Exercise goal: Look through the records below for the word "FromRequestParts". Report how many lines have it, and only that number.

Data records
........

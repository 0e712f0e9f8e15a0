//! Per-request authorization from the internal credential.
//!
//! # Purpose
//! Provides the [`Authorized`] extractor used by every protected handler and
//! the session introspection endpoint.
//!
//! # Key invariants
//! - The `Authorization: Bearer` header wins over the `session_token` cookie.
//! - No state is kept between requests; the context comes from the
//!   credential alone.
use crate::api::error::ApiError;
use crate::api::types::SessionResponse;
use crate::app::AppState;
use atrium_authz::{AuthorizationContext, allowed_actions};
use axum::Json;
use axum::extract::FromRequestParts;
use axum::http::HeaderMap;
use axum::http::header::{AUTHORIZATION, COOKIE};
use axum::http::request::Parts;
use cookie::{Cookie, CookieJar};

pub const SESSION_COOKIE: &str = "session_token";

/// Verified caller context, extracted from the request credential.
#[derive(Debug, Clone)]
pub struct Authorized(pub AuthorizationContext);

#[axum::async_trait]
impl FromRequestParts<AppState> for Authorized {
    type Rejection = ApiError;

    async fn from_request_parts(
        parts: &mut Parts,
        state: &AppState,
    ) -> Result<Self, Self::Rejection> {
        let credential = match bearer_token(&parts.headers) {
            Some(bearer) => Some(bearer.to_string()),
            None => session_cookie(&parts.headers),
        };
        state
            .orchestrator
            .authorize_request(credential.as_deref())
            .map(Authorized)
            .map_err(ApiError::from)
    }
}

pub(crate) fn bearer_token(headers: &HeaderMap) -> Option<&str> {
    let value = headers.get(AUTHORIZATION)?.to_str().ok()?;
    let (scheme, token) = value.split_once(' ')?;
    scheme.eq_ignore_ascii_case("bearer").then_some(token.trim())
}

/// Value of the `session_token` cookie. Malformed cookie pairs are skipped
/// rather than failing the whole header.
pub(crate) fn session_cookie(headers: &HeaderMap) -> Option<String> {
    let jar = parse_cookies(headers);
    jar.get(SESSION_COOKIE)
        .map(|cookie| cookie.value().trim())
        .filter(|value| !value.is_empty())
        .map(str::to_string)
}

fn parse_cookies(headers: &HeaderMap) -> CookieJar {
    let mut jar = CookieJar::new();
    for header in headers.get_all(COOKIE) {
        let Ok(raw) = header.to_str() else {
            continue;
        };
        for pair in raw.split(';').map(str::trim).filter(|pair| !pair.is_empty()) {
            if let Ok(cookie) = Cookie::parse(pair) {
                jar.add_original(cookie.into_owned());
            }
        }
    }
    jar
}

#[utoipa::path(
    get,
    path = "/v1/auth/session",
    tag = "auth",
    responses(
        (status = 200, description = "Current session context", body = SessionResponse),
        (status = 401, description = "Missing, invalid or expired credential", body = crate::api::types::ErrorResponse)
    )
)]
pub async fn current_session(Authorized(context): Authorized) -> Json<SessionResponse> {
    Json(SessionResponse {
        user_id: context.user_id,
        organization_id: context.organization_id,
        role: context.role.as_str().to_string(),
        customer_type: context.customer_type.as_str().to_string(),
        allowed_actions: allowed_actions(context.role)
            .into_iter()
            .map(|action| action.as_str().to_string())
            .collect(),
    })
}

........

Exercise solution: 2